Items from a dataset

......

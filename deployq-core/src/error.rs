//! Queue failures.

use thiserror::Error;

/// Every way a queue request can be refused.
///
/// None of these are fatal. The dispatcher turns each one into a fixed chat
/// message and leaves the queue untouched.
#[derive(Error, Debug, Clone, Copy, PartialEq, Eq)]
pub enum QueueError {
    /// Join attempted by someone who is already waiting.
    #[error("already queued")]
    AlreadyQueued,

    /// The identity is not in the queue.
    #[error("not queued")]
    NotQueued,

    /// Finish attempted by someone who is queued but not holding the turn.
    #[error("not your turn")]
    NotYourTurn,

    /// The holder tried to remove themselves instead of finishing.
    #[error("cannot remove yourself while holding the turn")]
    CannotSelfRemoveWhileHolding,

    /// Advance or inspection on an empty queue.
    #[error("queue is empty")]
    EmptyQueue,
}
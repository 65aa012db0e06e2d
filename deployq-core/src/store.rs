//! SQLite persistence for the deploy queue.
//!
//! The whole queue is rewritten after every mutation, so the table always
//! mirrors the in-memory order exactly.

use std::path::Path;

use anyhow::{Context, Result};
use chrono::{DateTime, Utc};
use parking_lot::Mutex;
use rusqlite::{Connection, params};

use crate::queue::{Identity, Participant};

/// Queue store.
pub struct Store {
    db: Mutex<Connection>,
}

impl Store {
    /// Open or create a queue database.
    pub fn open(path: &Path) -> Result<Self> {
        let db = Connection::open(path)
            .with_context(|| format!("Failed to open queue database {}", path.display()))?;
        Self::init(db)
    }

    /// Open an in-memory database (for testing).
    pub fn in_memory() -> Result<Self> {
        let db = Connection::open_in_memory().context("Failed to open in-memory database")?;
        Self::init(db)
    }

    fn init(db: Connection) -> Result<Self> {
        db.execute_batch(
            "CREATE TABLE IF NOT EXISTS queue (
                position  INTEGER PRIMARY KEY,
                identity  TEXT NOT NULL UNIQUE,
                metadata  TEXT NOT NULL,
                queued_at TEXT NOT NULL
            );",
        )
        .context("Failed to create queue table")?;
        Ok(Self { db: Mutex::new(db) })
    }

    /// Load the stored queue, head first.
    pub fn load(&self) -> Result<Vec<Participant>> {
        let db = self.db.lock();
        let mut stmt = db.prepare(
            "SELECT identity, metadata, queued_at FROM queue ORDER BY position ASC",
        )?;
        let rows = stmt
            .query_map([], |row| {
                Ok((
                    row.get::<_, String>(0)?,
                    row.get::<_, String>(1)?,
                    row.get::<_, String>(2)?,
                ))
            })?
            .collect::<Result<Vec<_>, _>>()?;

        rows.into_iter()
            .map(|(identity, metadata, queued_at)| {
                let queued_at = DateTime::parse_from_rfc3339(&queued_at)
                    .with_context(|| format!("Bad queued_at for {identity}: {queued_at}"))?
                    .with_timezone(&Utc);
                Ok(Participant {
                    identity: Identity::new(identity),
                    metadata,
                    queued_at,
                })
            })
            .collect()
    }

    /// Replace the stored queue with `participants`.
    pub fn save(&self, participants: &[Participant]) -> Result<()> {
        let mut db = self.db.lock();
        let tx = db.transaction()?;
        tx.execute("DELETE FROM queue", [])?;
        {
            let mut stmt = tx.prepare(
                "INSERT INTO queue (position, identity, metadata, queued_at)
                 VALUES (?1, ?2, ?3, ?4)",
            )?;
            for (position, p) in participants.iter().enumerate() {
                stmt.execute(params![
                    position as i64,
                    p.identity.as_str(),
                    p.metadata,
                    p.queued_at.to_rfc3339(),
                ])
                .with_context(|| format!("Failed to store {}", p.identity))?;
            }
        }
        tx.commit().context("Failed to commit queue")?;
        Ok(())
    }
}

#[cfg(test)]
mod tests {
    use super::*;

    #[test]
    fn empty_store_loads_nothing() {
        let store = Store::in_memory().unwrap();
        assert!(store.load().unwrap().is_empty());
    }

    #[test]
    fn roundtrip_keeps_order_and_fields() {
        let store = Store::in_memory().unwrap();
        let queue = vec![
            Participant::new("carol", "billing"),
            Participant::new("alice", ""),
            Participant::new("bob", "api v2"),
        ];
        store.save(&queue).unwrap();

        let loaded = store.load().unwrap();
        assert_eq!(loaded.len(), 3);
        assert_eq!(loaded[0].identity.as_str(), "carol");
        assert_eq!(loaded[0].metadata, "billing");
        assert_eq!(loaded[1].identity.as_str(), "alice");
        assert_eq!(loaded[2].metadata, "api v2");
        assert_eq!(loaded[2].queued_at, queue[2].queued_at);
    }

    #[test]
    fn save_replaces_previous_contents() {
        let store = Store::in_memory().unwrap();
        store
            .save(&[Participant::new("alice", ""), Participant::new("bob", "")])
            .unwrap();
        store.save(&[Participant::new("bob", "")]).unwrap();

        let loaded = store.load().unwrap();
        assert_eq!(loaded.len(), 1);
        assert_eq!(loaded[0].identity.as_str(), "bob");

        store.save(&[]).unwrap();
        assert!(store.load().unwrap().is_empty());
    }

    #[test]
    fn duplicate_identity_rejected_by_schema() {
        let store = Store::in_memory().unwrap();
        let dup = [Participant::new("alice", ""), Participant::new("alice", "")];
        assert!(store.save(&dup).is_err());
        // The failed transaction leaves the old contents alone.
        assert!(store.load().unwrap().is_empty());
    }
}
//! Bot configuration.
//!
//! Command-line flags (or their environment variables) win over the config
//! file, which wins over built-in defaults. The config file lives at
//! `~/.config/deployq/bot.toml` unless `--config` points elsewhere.

use std::path::{Path, PathBuf};

use anyhow::{Context, Result};
use clap::Parser;
use serde::Deserialize;

use deployq_core::dispatch::DEFAULT_TURN_MESSAGE;

/// Default IRC server.
pub const DEFAULT_SERVER: &str = "127.0.0.1:6667";
/// Default bot nick.
pub const DEFAULT_NICK: &str = "deployq";
/// Default channel to join.
pub const DEFAULT_CHANNEL: &str = "#deploys";
/// Default command prefix for channel messages.
pub const DEFAULT_PREFIX: &str = "!";

#[derive(Parser, Debug, Default)]
#[command(name = "deployq", about = "IRC bot that hands out deploy turns")]
pub struct Args {
    /// IRC server address (host:port)
    #[arg(long, env = "DEPLOYQ_SERVER")]
    pub server: Option<String>,

    /// Bot nick
    #[arg(long, env = "DEPLOYQ_NICK")]
    pub nick: Option<String>,

    /// Channels to join (comma-separated)
    #[arg(long, env = "DEPLOYQ_CHANNELS")]
    pub channels: Option<String>,

    /// Use TLS (implied by port 6697)
    #[arg(long)]
    pub tls: bool,

    /// Queue database path
    #[arg(long, env = "DEPLOYQ_DB")]
    pub db: Option<PathBuf>,

    /// Command prefix for channel messages, e.g. `!deploy add`
    #[arg(long, env = "DEPLOYQ_PREFIX")]
    pub prefix: Option<String>,

    /// Config file (default: ~/.config/deployq/bot.toml)
    #[arg(long, env = "DEPLOYQ_CONFIG")]
    pub config: Option<PathBuf>,
}

/// Contents of `bot.toml`. Every key is optional.
#[derive(Debug, Clone, Default, Deserialize)]
#[serde(default, deny_unknown_fields)]
pub struct FileConfig {
    pub server: Option<String>,
    pub nick: Option<String>,
    pub channels: Option<Vec<String>>,
    pub tls: Option<bool>,
    pub db: Option<PathBuf>,
    pub prefix: Option<String>,
    /// Private message sent to whoever gets the turn next.
    pub turn_message: Option<String>,
}

impl FileConfig {
    pub fn load(path: &Path) -> Result<Self> {
        let text = std::fs::read_to_string(path)
            .with_context(|| format!("Can't read config file {}", path.display()))?;
        toml::from_str(&text).with_context(|| format!("Bad config file {}", path.display()))
    }
}

fn config_dir() -> PathBuf {
    dirs::config_dir()
        .unwrap_or_else(|| PathBuf::from("."))
        .join("deployq")
}

fn default_db_path() -> PathBuf {
    dirs::data_dir()
        .unwrap_or_else(|| PathBuf::from("."))
        .join("deployq")
        .join("queue.db")
}

/// Effective settings after merging all sources.
#[derive(Debug, Clone)]
pub struct Resolved {
    pub server: String,
    pub nick: String,
    pub channels: Vec<String>,
    pub tls: bool,
    pub db: PathBuf,
    pub prefix: String,
    pub turn_message: String,
}

impl Resolved {
    /// Read the config file named by `args` (or the default one, if it
    /// exists) and merge.
    pub fn load(args: &Args) -> Result<Self> {
        let file = match &args.config {
            Some(path) => FileConfig::load(path)?,
            None => {
                let path = config_dir().join("bot.toml");
                if path.exists() {
                    FileConfig::load(&path)?
                } else {
                    FileConfig::default()
                }
            }
        };
        Ok(Self::merge(args, &file))
    }

    /// Merge: CLI > config file > defaults.
    pub fn merge(args: &Args, file: &FileConfig) -> Self {
        let server = args
            .server
            .clone()
            .or_else(|| file.server.clone())
            .unwrap_or_else(|| DEFAULT_SERVER.to_string());

        let nick = args
            .nick
            .clone()
            .or_else(|| file.nick.clone())
            .unwrap_or_else(|| DEFAULT_NICK.to_string());

        let channels = if let Some(ref ch) = args.channels {
            ch.split(',')
                .map(|s| s.trim().to_string())
                .filter(|s| !s.is_empty())
                .collect()
        } else if let Some(ref ch) = file.channels {
            ch.clone()
        } else {
            vec![DEFAULT_CHANNEL.to_string()]
        };

        let tls = args.tls || file.tls.unwrap_or(false) || server.ends_with(":6697");

        let db = args
            .db
            .clone()
            .or_else(|| file.db.clone())
            .unwrap_or_else(default_db_path);

        let prefix = args
            .prefix
            .clone()
            .or_else(|| file.prefix.clone())
            .unwrap_or_else(|| DEFAULT_PREFIX.to_string());

        let turn_message = file
            .turn_message
            .clone()
            .unwrap_or_else(|| DEFAULT_TURN_MESSAGE.to_string());

        Self {
            server,
            nick,
            channels,
            tls,
            db,
            prefix,
            turn_message,
        }
    }
}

......

**WHAT IS NEEDED:** Search the records above for the string "leaves" and copy each line that holds it.

**RESPONSE TO THIS TASK:**
/// message and leaves the queue untouched.
        // The failed transaction leaves the old contents alone.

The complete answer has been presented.